The process of replacement
Though Brooksby was made the undersheriff under Pulsipher, Utah law requires the sheriff be replaced in a special election conducted the political party to which the outgoing elected sheriff belonged. In this case, it was the Washington County Republican Party.
The county party’s central committee – which is made up of precinct chairs and vice chairs and elected officials in Washington County – votes for the new sheriff, county party Chair Lesa Sandberg said.
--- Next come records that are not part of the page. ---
//! Error type for store construction, loading, seeding and saving.

use std::path::{Path, PathBuf};

use thiserror::Error;

/// Error type for configuration store operations.
///
/// Variants fall into two classes:
///
/// | Class | Variants                     | Meaning                                   |
/// |-------|------------------------------|-------------------------------------------|
/// | I/O   | `Io`, `Serialize`            | the medium could not be read or written   |
/// | Parse | `Parse`, `NotAMapping`       | the bytes on disk are not a valid document |
///
/// Use [`StoreError::is_io`] / [`StoreError::is_parse`] when only the class matters.
#[derive(Debug, Error)]
pub enum StoreError {
    /// A file system I/O error occurred.
    #[error("I/O error accessing config at {path}: {source}")]
    Io {
        path: PathBuf,
        #[source]
        source: std::io::Error,
    },

    /// The file content could not be parsed as YAML.
    #[error("failed to parse config YAML at {path}: {source}")]
    Parse {
        path: PathBuf,
        #[source]
        source: serde_yaml::Error,
    },

    /// The file parsed, but its top-level value is a list or scalar.
    #[error("config at {path} is not a mapping at the top level")]
    NotAMapping { path: PathBuf },

    /// The in-memory contents could not be serialized.
    #[error("failed to serialize config for {path}: {source}")]
    Serialize {
        path: PathBuf,
        #[source]
        source: serde_yaml::Error,
    },
}

impl StoreError {
    pub(crate) fn io(path: &Path, source: std::io::Error) -> Self {
        Self::Io {
            path: path.to_path_buf(),
            source,
        }
    }

    /// Path of the file or directory the failed operation touched.
    pub fn path(&self) -> &Path {
        match self {
            Self::Io { path, .. }
            | Self::Parse { path, .. }
            | Self::NotAMapping { path }
            | Self::Serialize { path, .. } => path,
        }
    }

    /// `true` for failures of the storage medium (read, write, create).
    pub fn is_io(&self) -> bool {
        matches!(self, Self::Io { .. } | Self::Serialize { .. })
    }

    /// `true` when the file content is not a valid configuration document.
    pub fn is_parse(&self) -> bool {
        matches!(self, Self::Parse { .. } | Self::NotAMapping { .. })
    }
}

#[cfg(test)]
mod tests {
    use super::*;

    #[test]
    fn test_io_error_is_classified_as_io() {
        let err = StoreError::io(
            Path::new("/tmp/x.yml"),
            std::io::Error::new(std::io::ErrorKind::PermissionDenied, "denied"),
        );
        assert!(err.is_io());
        assert!(!err.is_parse());
        assert_eq!(err.path(), Path::new("/tmp/x.yml"));
    }

    #[test]
    fn test_not_a_mapping_is_classified_as_parse() {
        let err = StoreError::NotAMapping {
            path: PathBuf::from("list.yml"),
        };
        assert!(err.is_parse());
        assert!(!err.is_io());
        assert!(err.to_string().contains("list.yml"));
    }
}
Out of 200 delegates who make of the county’s Republicans’ central committee, 140 attended Tuesday’s special election.
Brooksby, who will serve the remainder of Pulsipher’s term (which concludes at the end of 2022), will nonetheless be subject to one or two more elections over the next year, Sandberg said.
This is the same process undertaken by the county’s Republican Party earlier this year following the announced retirements of Washington County Commissioner Dean Cox and Washington County Clerk/Auditor Kim Hafen. They were replaced by appointees Adam Snow and Susan Lewis.
The next election for the county sheriff will be a primary election set in June. If Brooksby defeats any potential challengers from within the county party at that time, he will then continue on to the November election.
For now, Brooksby’s appointment is set to be approved by the Washington County Commission on Tuesday. Washington County Commission chair Gil Almquist said Brooksby’s appointment is pretty much a foregone conclusion, but in the unlikely event the commission didn’t feel he was the man for the job, the decision would then be left to the governor to resolve.
As for who will be replacing Brooksby as the undersheriff, Brooksby said he has selected Barry Golding, a retired St. George Police captain and current investigator for the Washington County Attorney’s office.